Data records
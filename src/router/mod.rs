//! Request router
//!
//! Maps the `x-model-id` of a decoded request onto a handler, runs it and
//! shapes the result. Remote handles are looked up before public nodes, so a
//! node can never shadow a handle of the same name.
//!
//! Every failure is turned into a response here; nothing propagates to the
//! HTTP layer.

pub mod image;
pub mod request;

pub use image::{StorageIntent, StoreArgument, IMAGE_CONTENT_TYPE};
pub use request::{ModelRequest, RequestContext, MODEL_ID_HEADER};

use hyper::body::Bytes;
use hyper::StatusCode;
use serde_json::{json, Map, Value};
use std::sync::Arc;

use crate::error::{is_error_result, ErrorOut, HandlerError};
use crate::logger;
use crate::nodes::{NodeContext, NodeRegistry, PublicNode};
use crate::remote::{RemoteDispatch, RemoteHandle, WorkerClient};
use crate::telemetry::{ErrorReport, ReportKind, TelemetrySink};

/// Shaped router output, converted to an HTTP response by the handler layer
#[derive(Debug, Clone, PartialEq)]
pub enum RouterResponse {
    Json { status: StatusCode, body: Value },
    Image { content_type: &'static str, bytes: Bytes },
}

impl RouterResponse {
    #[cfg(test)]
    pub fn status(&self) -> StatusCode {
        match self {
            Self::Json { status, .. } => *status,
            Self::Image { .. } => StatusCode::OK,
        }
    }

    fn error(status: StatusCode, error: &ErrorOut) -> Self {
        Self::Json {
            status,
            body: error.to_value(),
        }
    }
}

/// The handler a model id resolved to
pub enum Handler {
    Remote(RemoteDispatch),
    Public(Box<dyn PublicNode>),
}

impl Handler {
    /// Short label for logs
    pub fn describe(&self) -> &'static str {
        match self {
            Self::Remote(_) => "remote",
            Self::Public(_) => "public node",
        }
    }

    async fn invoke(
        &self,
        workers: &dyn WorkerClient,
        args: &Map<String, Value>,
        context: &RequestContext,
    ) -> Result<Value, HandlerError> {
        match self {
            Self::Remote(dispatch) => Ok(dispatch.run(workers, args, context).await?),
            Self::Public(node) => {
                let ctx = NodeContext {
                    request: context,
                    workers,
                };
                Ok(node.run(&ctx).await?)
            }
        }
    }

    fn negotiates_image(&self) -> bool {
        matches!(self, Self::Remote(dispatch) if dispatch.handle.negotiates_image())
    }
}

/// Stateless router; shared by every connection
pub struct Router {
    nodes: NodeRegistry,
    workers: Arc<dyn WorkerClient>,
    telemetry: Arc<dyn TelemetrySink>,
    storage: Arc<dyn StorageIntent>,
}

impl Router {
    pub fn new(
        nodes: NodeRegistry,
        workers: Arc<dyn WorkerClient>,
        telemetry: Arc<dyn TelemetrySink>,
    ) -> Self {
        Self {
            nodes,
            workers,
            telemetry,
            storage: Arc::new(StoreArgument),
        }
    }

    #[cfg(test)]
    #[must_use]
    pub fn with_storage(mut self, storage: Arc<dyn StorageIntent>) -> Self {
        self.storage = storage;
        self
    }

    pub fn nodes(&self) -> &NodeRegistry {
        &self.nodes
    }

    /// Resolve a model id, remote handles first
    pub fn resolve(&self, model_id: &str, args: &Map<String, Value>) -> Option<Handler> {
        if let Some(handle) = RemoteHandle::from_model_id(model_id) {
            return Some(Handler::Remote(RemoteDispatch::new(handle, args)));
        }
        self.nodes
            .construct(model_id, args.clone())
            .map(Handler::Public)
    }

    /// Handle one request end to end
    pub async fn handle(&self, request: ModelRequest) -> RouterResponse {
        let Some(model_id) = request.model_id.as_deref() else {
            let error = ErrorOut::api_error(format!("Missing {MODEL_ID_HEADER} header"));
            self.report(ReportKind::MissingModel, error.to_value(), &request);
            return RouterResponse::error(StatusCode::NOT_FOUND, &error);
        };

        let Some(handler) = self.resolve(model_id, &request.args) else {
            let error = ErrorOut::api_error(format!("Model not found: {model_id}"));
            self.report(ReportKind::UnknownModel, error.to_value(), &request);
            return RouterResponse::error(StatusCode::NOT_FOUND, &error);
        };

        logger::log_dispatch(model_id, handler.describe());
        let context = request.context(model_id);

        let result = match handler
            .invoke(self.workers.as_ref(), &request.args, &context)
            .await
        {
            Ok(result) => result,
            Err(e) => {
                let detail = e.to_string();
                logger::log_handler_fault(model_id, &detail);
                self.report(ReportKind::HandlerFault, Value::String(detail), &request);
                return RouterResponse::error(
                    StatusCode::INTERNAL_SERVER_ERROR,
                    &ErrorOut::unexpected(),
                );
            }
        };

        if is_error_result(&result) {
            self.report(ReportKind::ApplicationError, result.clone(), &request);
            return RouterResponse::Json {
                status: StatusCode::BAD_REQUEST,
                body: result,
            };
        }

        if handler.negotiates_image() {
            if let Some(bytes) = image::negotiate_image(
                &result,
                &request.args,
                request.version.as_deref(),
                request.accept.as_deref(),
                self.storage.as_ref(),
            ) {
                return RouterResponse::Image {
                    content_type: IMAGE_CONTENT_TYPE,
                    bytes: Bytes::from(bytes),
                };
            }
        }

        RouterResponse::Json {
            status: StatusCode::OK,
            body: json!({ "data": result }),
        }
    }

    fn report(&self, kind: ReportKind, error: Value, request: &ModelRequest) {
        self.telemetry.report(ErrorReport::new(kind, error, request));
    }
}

...

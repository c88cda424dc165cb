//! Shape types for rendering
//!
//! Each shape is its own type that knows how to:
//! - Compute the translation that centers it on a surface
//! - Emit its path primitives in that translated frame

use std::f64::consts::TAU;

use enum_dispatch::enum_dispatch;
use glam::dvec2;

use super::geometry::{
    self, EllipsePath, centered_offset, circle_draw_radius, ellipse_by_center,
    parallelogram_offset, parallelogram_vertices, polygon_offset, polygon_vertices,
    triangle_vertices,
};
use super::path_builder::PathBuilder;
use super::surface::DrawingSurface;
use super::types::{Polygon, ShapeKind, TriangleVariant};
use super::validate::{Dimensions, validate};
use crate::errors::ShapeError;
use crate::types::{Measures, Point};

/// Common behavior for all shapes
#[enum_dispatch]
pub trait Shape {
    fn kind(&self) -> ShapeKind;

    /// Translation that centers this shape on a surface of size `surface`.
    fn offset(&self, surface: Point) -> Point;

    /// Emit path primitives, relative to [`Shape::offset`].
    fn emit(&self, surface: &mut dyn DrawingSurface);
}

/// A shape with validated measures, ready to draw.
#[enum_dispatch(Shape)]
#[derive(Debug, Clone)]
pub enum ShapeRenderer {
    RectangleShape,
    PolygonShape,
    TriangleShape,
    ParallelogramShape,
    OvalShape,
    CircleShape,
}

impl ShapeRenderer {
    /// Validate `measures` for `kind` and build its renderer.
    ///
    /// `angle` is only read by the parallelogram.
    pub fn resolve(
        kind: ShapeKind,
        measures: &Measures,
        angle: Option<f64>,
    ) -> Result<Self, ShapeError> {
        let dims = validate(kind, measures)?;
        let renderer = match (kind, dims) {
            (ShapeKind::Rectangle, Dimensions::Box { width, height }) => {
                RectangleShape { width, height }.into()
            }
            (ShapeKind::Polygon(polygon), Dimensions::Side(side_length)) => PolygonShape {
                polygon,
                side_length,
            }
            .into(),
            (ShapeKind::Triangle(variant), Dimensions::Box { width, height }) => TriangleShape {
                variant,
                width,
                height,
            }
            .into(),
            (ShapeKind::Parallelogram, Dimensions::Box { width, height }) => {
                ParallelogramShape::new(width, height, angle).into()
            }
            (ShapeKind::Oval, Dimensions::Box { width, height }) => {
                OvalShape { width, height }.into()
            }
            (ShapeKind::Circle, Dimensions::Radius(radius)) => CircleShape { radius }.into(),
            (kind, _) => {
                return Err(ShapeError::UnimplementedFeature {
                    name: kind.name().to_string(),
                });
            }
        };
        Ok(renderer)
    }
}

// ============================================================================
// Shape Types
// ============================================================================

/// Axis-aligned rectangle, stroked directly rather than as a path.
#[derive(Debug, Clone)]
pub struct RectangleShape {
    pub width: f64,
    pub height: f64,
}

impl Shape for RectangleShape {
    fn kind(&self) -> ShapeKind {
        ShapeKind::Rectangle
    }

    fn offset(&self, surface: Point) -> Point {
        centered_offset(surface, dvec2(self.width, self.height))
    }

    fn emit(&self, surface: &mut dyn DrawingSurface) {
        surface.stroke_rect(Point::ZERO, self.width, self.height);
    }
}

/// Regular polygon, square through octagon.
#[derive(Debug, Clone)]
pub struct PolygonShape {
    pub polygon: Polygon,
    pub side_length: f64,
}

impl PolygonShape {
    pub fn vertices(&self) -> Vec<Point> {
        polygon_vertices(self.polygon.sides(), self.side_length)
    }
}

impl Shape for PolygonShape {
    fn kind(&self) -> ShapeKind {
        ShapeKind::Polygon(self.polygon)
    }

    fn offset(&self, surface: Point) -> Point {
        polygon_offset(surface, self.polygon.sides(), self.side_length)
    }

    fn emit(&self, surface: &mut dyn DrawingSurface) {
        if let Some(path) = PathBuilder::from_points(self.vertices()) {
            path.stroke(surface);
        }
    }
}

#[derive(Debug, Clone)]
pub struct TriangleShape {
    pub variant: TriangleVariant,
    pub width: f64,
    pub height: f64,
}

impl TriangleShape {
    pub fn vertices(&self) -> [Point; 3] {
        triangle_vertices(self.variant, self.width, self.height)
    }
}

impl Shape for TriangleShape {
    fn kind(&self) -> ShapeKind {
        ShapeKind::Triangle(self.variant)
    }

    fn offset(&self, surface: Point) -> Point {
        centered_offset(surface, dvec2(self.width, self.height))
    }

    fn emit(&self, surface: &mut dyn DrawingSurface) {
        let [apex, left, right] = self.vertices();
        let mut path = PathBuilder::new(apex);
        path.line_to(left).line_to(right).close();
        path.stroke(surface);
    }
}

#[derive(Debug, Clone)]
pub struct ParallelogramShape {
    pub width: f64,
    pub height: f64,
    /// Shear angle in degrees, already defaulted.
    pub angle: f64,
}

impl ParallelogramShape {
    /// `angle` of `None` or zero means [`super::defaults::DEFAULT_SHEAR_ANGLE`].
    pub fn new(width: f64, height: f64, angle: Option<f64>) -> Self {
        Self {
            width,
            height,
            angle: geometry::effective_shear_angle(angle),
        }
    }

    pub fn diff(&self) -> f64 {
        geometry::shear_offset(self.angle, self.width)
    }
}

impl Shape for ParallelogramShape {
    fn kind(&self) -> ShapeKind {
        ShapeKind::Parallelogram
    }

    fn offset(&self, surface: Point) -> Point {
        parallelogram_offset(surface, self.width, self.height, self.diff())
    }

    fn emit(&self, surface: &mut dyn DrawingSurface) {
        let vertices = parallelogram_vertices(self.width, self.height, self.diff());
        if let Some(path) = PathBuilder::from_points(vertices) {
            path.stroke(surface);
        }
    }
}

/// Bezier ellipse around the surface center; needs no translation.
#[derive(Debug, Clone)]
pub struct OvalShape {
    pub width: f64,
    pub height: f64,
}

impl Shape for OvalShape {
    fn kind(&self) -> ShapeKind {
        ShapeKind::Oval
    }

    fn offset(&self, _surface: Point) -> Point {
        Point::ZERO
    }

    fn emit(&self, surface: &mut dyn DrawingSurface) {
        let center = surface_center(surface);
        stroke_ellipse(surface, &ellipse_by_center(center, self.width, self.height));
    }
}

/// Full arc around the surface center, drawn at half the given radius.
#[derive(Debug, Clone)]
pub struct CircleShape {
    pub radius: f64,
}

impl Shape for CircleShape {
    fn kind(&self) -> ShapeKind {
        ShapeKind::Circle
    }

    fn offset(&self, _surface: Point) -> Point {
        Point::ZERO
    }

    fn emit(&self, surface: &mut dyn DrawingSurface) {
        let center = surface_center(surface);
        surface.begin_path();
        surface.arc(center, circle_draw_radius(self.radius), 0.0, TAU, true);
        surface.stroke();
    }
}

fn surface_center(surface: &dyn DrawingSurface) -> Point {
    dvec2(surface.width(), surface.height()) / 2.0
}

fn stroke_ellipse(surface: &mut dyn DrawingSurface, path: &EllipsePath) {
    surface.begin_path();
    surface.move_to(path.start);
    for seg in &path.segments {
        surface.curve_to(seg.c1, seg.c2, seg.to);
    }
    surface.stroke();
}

--

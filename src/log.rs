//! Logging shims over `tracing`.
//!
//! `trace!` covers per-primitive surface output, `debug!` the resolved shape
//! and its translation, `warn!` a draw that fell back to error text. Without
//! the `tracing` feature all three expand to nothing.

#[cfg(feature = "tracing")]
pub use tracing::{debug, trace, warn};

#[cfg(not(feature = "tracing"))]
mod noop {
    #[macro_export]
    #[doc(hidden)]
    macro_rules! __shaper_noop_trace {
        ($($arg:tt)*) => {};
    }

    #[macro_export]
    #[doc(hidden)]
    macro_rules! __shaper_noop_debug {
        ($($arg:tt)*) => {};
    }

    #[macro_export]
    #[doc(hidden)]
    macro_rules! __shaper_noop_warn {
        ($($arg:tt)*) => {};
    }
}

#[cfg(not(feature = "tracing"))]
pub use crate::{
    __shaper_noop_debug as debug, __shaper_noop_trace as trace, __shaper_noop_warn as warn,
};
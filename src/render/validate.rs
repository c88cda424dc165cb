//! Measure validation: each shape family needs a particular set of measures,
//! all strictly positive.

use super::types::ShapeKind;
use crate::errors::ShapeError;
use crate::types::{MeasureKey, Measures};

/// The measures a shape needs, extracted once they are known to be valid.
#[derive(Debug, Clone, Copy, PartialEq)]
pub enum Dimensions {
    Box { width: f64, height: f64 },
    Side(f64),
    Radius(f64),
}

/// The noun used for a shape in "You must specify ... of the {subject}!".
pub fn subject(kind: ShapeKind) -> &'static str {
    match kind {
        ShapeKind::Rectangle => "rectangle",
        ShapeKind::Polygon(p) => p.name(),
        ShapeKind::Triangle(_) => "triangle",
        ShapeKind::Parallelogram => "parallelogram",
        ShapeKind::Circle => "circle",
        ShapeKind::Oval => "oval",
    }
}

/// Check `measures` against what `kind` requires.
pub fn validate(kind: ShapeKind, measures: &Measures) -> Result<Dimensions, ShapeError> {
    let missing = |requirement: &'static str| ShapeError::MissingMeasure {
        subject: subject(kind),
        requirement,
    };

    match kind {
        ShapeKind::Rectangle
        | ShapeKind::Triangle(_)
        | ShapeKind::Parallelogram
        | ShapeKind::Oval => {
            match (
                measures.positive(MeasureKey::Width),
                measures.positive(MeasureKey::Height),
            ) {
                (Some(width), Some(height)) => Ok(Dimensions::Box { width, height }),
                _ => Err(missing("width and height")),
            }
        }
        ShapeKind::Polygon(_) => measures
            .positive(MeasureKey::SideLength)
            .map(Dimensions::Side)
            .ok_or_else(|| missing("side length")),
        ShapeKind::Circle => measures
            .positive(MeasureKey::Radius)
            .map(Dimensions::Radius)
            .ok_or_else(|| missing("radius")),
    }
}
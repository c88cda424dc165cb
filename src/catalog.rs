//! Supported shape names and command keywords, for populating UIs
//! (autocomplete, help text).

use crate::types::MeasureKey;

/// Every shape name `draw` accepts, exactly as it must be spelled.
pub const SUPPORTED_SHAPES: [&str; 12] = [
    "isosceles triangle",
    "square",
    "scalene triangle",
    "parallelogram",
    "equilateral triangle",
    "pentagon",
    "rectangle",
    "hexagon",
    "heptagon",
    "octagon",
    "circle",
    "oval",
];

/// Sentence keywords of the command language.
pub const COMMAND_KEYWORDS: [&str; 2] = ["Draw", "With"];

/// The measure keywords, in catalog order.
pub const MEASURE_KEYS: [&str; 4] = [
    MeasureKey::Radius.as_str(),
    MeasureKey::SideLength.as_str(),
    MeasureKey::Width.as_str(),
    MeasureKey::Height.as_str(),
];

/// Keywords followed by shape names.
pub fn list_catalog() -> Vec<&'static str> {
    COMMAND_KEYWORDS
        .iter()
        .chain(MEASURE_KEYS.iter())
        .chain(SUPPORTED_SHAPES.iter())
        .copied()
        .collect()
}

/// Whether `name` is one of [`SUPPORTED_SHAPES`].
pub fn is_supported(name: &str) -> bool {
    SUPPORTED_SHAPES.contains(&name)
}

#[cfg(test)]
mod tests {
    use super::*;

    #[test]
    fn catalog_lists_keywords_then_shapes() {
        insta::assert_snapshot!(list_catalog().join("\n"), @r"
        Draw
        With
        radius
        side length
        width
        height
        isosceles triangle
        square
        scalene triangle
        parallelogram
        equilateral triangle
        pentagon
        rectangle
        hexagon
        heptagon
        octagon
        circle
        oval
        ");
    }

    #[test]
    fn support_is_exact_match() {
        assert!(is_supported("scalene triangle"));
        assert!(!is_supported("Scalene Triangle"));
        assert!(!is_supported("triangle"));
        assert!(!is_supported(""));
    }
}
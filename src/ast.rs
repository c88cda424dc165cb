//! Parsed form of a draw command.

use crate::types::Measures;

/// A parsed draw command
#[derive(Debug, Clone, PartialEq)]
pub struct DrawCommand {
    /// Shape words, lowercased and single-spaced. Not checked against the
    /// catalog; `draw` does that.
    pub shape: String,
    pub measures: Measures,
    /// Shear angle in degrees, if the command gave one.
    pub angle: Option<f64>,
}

= Description of the task =
From the data above, reproduce word for word the lines running from the line with "fn offset(&self, surface: Point) -> Point;" to the line with "let renderer = match", ends included.

= Response to the task =
    fn offset(&self, surface: Point) -> Point;

    /// Emit path primitives, relative to [`Shape::offset`].
    fn emit(&self, surface: &mut dyn DrawingSurface);
}

/// A shape with validated measures, ready to draw.
#[enum_dispatch(Shape)]
#[derive(Debug, Clone)]
pub enum ShapeRenderer {
    RectangleShape,
    PolygonShape,
    TriangleShape,
    ParallelogramShape,
    OvalShape,
    CircleShape,
}

impl ShapeRenderer {
    /// Validate `measures` for `kind` and build its renderer.
    ///
    /// `angle` is only read by the parallelogram.
    pub fn resolve(
        kind: ShapeKind,
        measures: &Measures,
        angle: Option<f64>,
    ) -> Result<Self, ShapeError> {
        let dims = validate(kind, measures)?;
        let renderer = match (kind, dims) {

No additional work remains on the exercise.